A brief outline of the paper is as follows. In the next section, we discuss possible methods to generate Latin squares. Subsequently, we describe the basic structure of our algorithm that we use as a basis for further optimizations. In Section~\ref{sec:bit}, we describe how the bit arithmetic techniques enable the performance of the algorithm to be enhanced significantly in practice and experimentally evaluate different algorithm versions. In Section~\ref{sec:eq}, we describe how the isotopy classes of diagonal Latin squares can be constructed and use this information to introduce the symmetry breaking techniques into the proposed algorithm. Subsequently, we present the results of our computational experiments with and without symmetry breaking. Finally, we discuss related studies and present the conclusions.
\section{Algorithm description}\label{sec:alg}
Hereinafter, without the loss of generality, generation and enumeration are assumed as the same; hence, these terms are treated as interchangeable. Within the context of enumeration, it is sensible to consider only algorithms that are deterministic and complete, i.e., those that can generate all possible representatives of the desired species that satisfy fixed constraints. As we do not intend to store generated diagonal Latin squares, the enumeration should proceed in a fixed order and randomization should not be applied at any stage. Consequently, we process the whole search space and do not enumerate some diagonal Latin square more than once.
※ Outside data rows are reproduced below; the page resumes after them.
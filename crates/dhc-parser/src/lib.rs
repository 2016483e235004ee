//! Parser for HL7 v2.x messages in ER7 (pipe-delimited) encoding.
//!
//! Segment boundaries are normalised first: EPR feeds routinely deliver
//! `\r\n` or bare `\n` where HL7 mandates `\r`. Values are stored exactly as
//! received; escape sequences are not decoded.

use dhc_core::{
    delimiters::Delimiters,
    error::{Error, Result},
    field::{Component, Field, Repetition, SubComponent},
    message::Message,
    segment::Segment,
};

/// Rewrite `\r\n` and bare `\n` segment boundaries to `\r`
pub fn normalize_line_endings(input: &str) -> String {
    input.replace("\r\n", "\r").replace('\n', "\r")
}

/// Parse a complete HL7 message
///
/// The message must begin with an MSH segment; anything else is a hard
/// parse failure.
pub fn parse_message(input: &str) -> Result<Message> {
    let normalized = normalize_line_endings(input.trim());

    let delimiters = extract_delimiters(&normalized)?;

    let segment_strings: Vec<&str> = normalized
        .split('\r')
        .filter(|s| !s.is_empty())
        .collect();

    if segment_strings.is_empty() {
        return Err(Error::parse("Empty message"));
    }

    let mut message = Message::with_delimiters(delimiters);

    for (idx, seg_str) in segment_strings.iter().enumerate() {
        let segment = if idx == 0 {
            parse_msh_segment(seg_str, &delimiters)?
        } else {
            parse_segment(seg_str, &delimiters)?
        };
        message.add_segment(segment);
    }

    Ok(message)
}

/// Extract delimiters from the MSH segment
///
/// MSH format: `MSH|^~\&|...` — position 3 is the field separator, positions
/// 4-7 the encoding characters.
fn extract_delimiters(input: &str) -> Result<Delimiters> {
    if !input.starts_with("MSH") {
        return Err(Error::parse("Message must start with MSH segment"));
    }

    if input.len() < 8 {
        return Err(Error::parse("MSH segment too short"));
    }

    let field_sep = input
        .chars()
        .nth(3)
        .ok_or_else(|| Error::parse("Cannot extract field separator"))?;

    let encoding_chars: String = input.chars().skip(4).take(4).collect();

    Delimiters::from_encoding_characters(field_sep, &encoding_chars)
}

/// Parse the MSH segment (special handling)
///
/// MSH-1 (the separator literal) and MSH-2 (encoding characters) are stored
/// as the first two fields so that 1-based field access lines up with the
/// HL7 numbering.
fn parse_msh_segment(input: &str, delimiters: &Delimiters) -> Result<Segment> {
    let mut segment = Segment::new("MSH");

    segment.add_field(Field::from_value(delimiters.field_separator.to_string()));
    segment.add_field(Field::from_value(delimiters.encoding_characters()));

    // Fields from MSH-3 start after "MSH|^~\&|".
    let field_start = 9;
    if input.len() <= field_start {
        return Ok(segment);
    }

    for field_str in input[field_start..].split(delimiters.field_separator) {
        segment.add_field(parse_field(field_str, delimiters));
    }

    Ok(segment)
}

/// Parse a regular segment
fn parse_segment(input: &str, delimiters: &Delimiters) -> Result<Segment> {
    if input.len() < 3 {
        return Err(Error::parse("Segment too short"));
    }

    let segment_id = &input[0..3];
    let mut segment = Segment::new(segment_id);

    if input.len() <= 3 {
        return Ok(segment);
    }

    if input.chars().nth(3) != Some(delimiters.field_separator) {
        return Err(Error::parse(format!(
            "Expected field separator after segment ID, got '{}'",
            input.chars().nth(3).unwrap_or(' ')
        )));
    }

    for field_str in input[4..].split(delimiters.field_separator) {
        segment.add_field(parse_field(field_str, delimiters));
    }

    Ok(segment)
}

/// Parse a field (can contain repetitions)
fn parse_field(input: &str, delimiters: &Delimiters) -> Field {
    let mut field = Field::new();

    for rep_str in input.split(delimiters.repetition_separator) {
        field.add_repetition(parse_repetition(rep_str, delimiters));
    }

    field
}

/// Parse a repetition (can contain components)
fn parse_repetition(input: &str, delimiters: &Delimiters) -> Repetition {
    let mut repetition = Repetition::new();

    for comp_str in input.split(delimiters.component_separator) {
        repetition.add_component(parse_component(comp_str, delimiters));
    }

    repetition
}

/// Parse a component (can contain subcomponents)
fn parse_component(input: &str, delimiters: &Delimiters) -> Component {
    let mut component = Component::new();

    for sub_str in input.split(delimiters.subcomponent_separator) {
        component.add_subcomponent(SubComponent::new(sub_str));
    }

    component
}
In the next subsection, we consider several algorithmic concepts that fit the description above. As our main goal is to enumerate diagonal Latin squares of order 9, we primarily evaluate possible algorithms in the context of this problem. Unless stated otherwise, in all performance evaluations, we used one core of Intel Core i7-6770 CPU and 16 GB RAM. To implement all the algorithms proposed herein, we used the C++ programming language (Microsoft Visual Studio 2015 compiler for Windows or \texttt{gcc} for Linux).
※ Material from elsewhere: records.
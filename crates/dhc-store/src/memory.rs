//! In-memory message store
//!
//! Implements the same trait semantics as the Postgres store, including the
//! unique message-control-id contract. Used by tests and local development.

use async_trait::async_trait;
use chrono::Utc;
use tokio::sync::Mutex;

use crate::message::{Hl7Message, MessagePatch};
use crate::store::MessageStore;
use crate::StoreError;

/// Message store backed by a process-local vector
#[derive(Default)]
pub struct InMemoryMessageStore {
    messages: Mutex<Vec<Hl7Message>>,
}

impl InMemoryMessageStore {
    pub fn new() -> Self {
        Self::default()
    }

    /// All stored records, in insertion order
    pub async fn all(&self) -> Vec<Hl7Message> {
        self.messages.lock().await.clone()
    }

    /// Number of stored records
    pub async fn len(&self) -> usize {
        self.messages.lock().await.len()
    }

    /// True when the store is empty
    pub async fn is_empty(&self) -> bool {
        self.messages.lock().await.is_empty()
    }
}

#[async_trait]
impl MessageStore for InMemoryMessageStore {
    async fn create(&self, message: &Hl7Message) -> Result<(), StoreError> {
        let mut messages = self.messages.lock().await;

        if let Some(control_id) = &message.message_control_id {
            if messages
                .iter()
                .any(|m| m.message_control_id.as_ref() == Some(control_id))
            {
                return Err(StoreError::DuplicateControlId);
            }
        }

        messages.push(message.clone());
        Ok(())
    }

    async fn update(&self, uuid: &str, patch: MessagePatch) -> Result<Hl7Message, StoreError> {
        let mut messages = self.messages.lock().await;
        let message = messages
            .iter_mut()
            .find(|m| m.uuid == uuid)
            .ok_or_else(|| StoreError::NotFound(uuid.to_string()))?;

        if let Some(is_processed) = patch.is_processed {
            message.is_processed = is_processed;
        }
        if let Some(ack) = patch.ack {
            message.ack = Some(ack);
        }
        message.modified = Utc::now();

        Ok(message.clone())
    }

    async fn get(&self, uuid: &str) -> Result<Hl7Message, StoreError> {
        self.messages
            .lock()
            .await
            .iter()
            .find(|m| m.uuid == uuid)
            .cloned()
            .ok_or_else(|| StoreError::NotFound(uuid.to_string()))
    }

    async fn get_by_control_id(&self, control_id: &str) -> Result<Vec<Hl7Message>, StoreError> {
        let messages = self.messages.lock().await;
        // Insertion order doubles as creation order; newest first.
        Ok(messages
            .iter()
            .rev()
            .filter(|m| m.message_control_id.as_deref() == Some(control_id))
            .cloned()
            .collect())
    }

    async fn search_by_identifier(
        &self,
        identifier_type: &str,
        identifier: &str,
    ) -> Result<Vec<Hl7Message>, StoreError> {
        let messages = self.messages.lock().await;
        Ok(messages
            .iter()
            .rev()
            .filter(|m| {
                m.patient_identifiers
                    .as_ref()
                    .and_then(|ids| ids.get(identifier_type))
                    .and_then(|v| v.as_str())
                    == Some(identifier)
            })
            .cloned()
            .collect())
    }
}

#[cfg(test)]
mod tests {
    use super::*;
    use crate::message::{SOURCE_DHOS, SOURCE_TIE};

    fn message_with_control_id(control_id: Option<&str>) -> Hl7Message {
        let mut m = Hl7Message::new(SOURCE_TIE, SOURCE_DHOS);
        m.message_control_id = control_id.map(str::to_string);
        m
    }

    #[tokio::test]
    async fn test_create_and_get() {
        let store = InMemoryMessageStore::new();
        let message = message_with_control_id(Some("Q1"));
        store.create(&message).await.unwrap();

        let fetched = store.get(&message.uuid).await.unwrap();
        assert_eq!(fetched.message_control_id.as_deref(), Some("Q1"));
    }

    #[tokio::test]
    async fn test_get_unknown_uuid() {
        let store = InMemoryMessageStore::new();
        assert!(matches!(
            store.get("nope").await,
            Err(StoreError::NotFound(_))
        ));
    }

    #[tokio::test]
    async fn test_duplicate_control_id_rejected() {
        let store = InMemoryMessageStore::new();
        store
            .create(&message_with_control_id(Some("Q1")))
            .await
            .unwrap();

        let err = store
            .create(&message_with_control_id(Some("Q1")))
            .await
            .unwrap_err();
        assert!(matches!(err, StoreError::DuplicateControlId));
    }

    #[tokio::test]
    async fn test_null_control_ids_do_not_collide() {
        let store = InMemoryMessageStore::new();
        store.create(&message_with_control_id(None)).await.unwrap();
        store.create(&message_with_control_id(None)).await.unwrap();
        assert_eq!(store.len().await, 2);
    }

    #[tokio::test]
    async fn test_update_patch() {
        let store = InMemoryMessageStore::new();
        let message = message_with_control_id(Some("Q1"));
        store.create(&message).await.unwrap();

        let updated = store
            .update(
                &message.uuid,
                MessagePatch {
                    is_processed: Some(true),
                    ack: Some("MSA|AA|Q1".to_string()),
                },
            )
            .await
            .unwrap();
        assert!(updated.is_processed);
        assert_eq!(updated.ack.as_deref(), Some("MSA|AA|Q1"));
    }

    #[tokio::test]
    async fn test_get_by_control_id_newest_first() {
        let store = InMemoryMessageStore::new();
        let first = message_with_control_id(Some("Q1"));
        store.create(&first).await.unwrap();
        let second = message_with_control_id(None);
        store.create(&second).await.unwrap();

        let found = store.get_by_control_id("Q1").await.unwrap();
        assert_eq!(found.len(), 1);
        assert_eq!(found[0].uuid, first.uuid);
    }

    #[tokio::test]
    async fn test_search_by_identifier() {
        let store = InMemoryMessageStore::new();
        let mut message = message_with_control_id(Some("Q1"));
        message.patient_identifiers = Some(serde_json::json!({
            "NHS number": "1239874560",
            "MRN": "654321",
            "Visit ID": "909127805"
        }));
        store.create(&message).await.unwrap();

        let found = store.search_by_identifier("MRN", "654321").await.unwrap();
        assert_eq!(found.len(), 1);

        let none = store.search_by_identifier("MRN", "999999").await.unwrap();
        assert!(none.is_empty());
    }
}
\subsection{Approaches for generating diagonal Latin squares}\label{subsec:ls_gen}
Each row and each column of a Latin square is a permutation of $N$ elements. This implies that for a small $N$, one can generate all possible permutations and construct Latin squares by combining them. A square can be filled by row while verifying that different rows do not have equal elements in the same positions. However, in this case, once several rows are filled, the number of available variants for the remaining rows decreases significantly. For example, if we consider Latin squares of order 10, we have $10!=3628800$ possible permutations. We can put each of them in the first row; subsequently, for the second row, we loop through the list and test if a permutation number $i$ does not violate the Latin square constraints. For rows after the 5th, the number of such permutations (that we can put as the next row) is in the range of hundreds at the most. Thus, if we cycle through all available permutations to put into, say, the 8th row, even if we can test if they fit very quickly, the process is still ineffective.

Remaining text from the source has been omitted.